__EXERCISE GOAL__
For each line below that holds the word "Display", make a copy.

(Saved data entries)
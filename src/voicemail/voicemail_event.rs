use crate::logging::VoicemailLogContext;
use serde_derive::{Deserialize, Serialize};

/// Conversation event delivered by the event bus once the caller leaves a voicemail.
#[derive(Deserialize, Serialize, Debug, Clone, PartialEq, Eq)]
pub struct VoicemailEvent {
    pub detail: VoicemailEventDetail,
}

#[derive(Deserialize, Serialize, Debug, Clone, PartialEq, Eq)]
#[serde(rename_all = "camelCase")]
pub struct VoicemailEventDetail {
    pub event_body: VoicemailEventBody,
}

#[derive(Deserialize, Serialize, Debug, Clone, PartialEq, Eq)]
#[serde(rename_all = "camelCase")]
pub struct VoicemailEventBody {
    /// ID of the conversation the voicemail was left in.
    pub conversation_id: String,
    /// ID of the queue the voicemail was queued in.
    pub queue_id: String,
}

impl VoicemailEvent {
    /// Returns context used for the structured logging.
    pub fn log_context(&self) -> VoicemailLogContext<'_> {
        VoicemailLogContext::new(
            &self.detail.event_body.conversation_id,
            &self.detail.event_body.queue_id,
        )
    }
}
use std::fmt::{Display, Formatter};

/// Staging label that points to exactly one version of a secret.
#[derive(Debug, Copy, Clone, PartialEq, Eq, Hash)]
pub enum SecretStage {
    /// The version that is currently in use (`AWSCURRENT`).
    Current,
    /// The version that is being validated before promotion (`AWSPENDING`).
    Pending,
    /// The version that was in use before the last promotion (`AWSPREVIOUS`). The store moves
    /// it on its own when the current stage moves.
    #[cfg(test)]
    Previous,
}

impl SecretStage {
    /// Returns the staging label as it's known to the secret store.
    pub fn as_str(&self) -> &'static str {
        match self {
            SecretStage::Current => "AWSCURRENT",
            SecretStage::Pending => "AWSPENDING",
            #[cfg(test)]
            SecretStage::Previous => "AWSPREVIOUS",
        }
    }
}

impl Display for SecretStage {
    fn fmt(&self, f: &mut Formatter<'_>) -> std::fmt::Result {
        f.write_str(self.as_str())
    }
}

#[cfg(test)]
mod tests {
    use super::SecretStage;

    #[test]
    fn has_store_labels() {
        assert_eq!(SecretStage::Current.as_str(), "AWSCURRENT");
        assert_eq!(SecretStage::Pending.as_str(), "AWSPENDING");
        assert_eq!(SecretStage::Previous.to_string(), "AWSPREVIOUS");
    }
}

__OUTPUT OF THE EXERCISE__
use std::fmt::{Display, Formatter};
impl Display for SecretStage {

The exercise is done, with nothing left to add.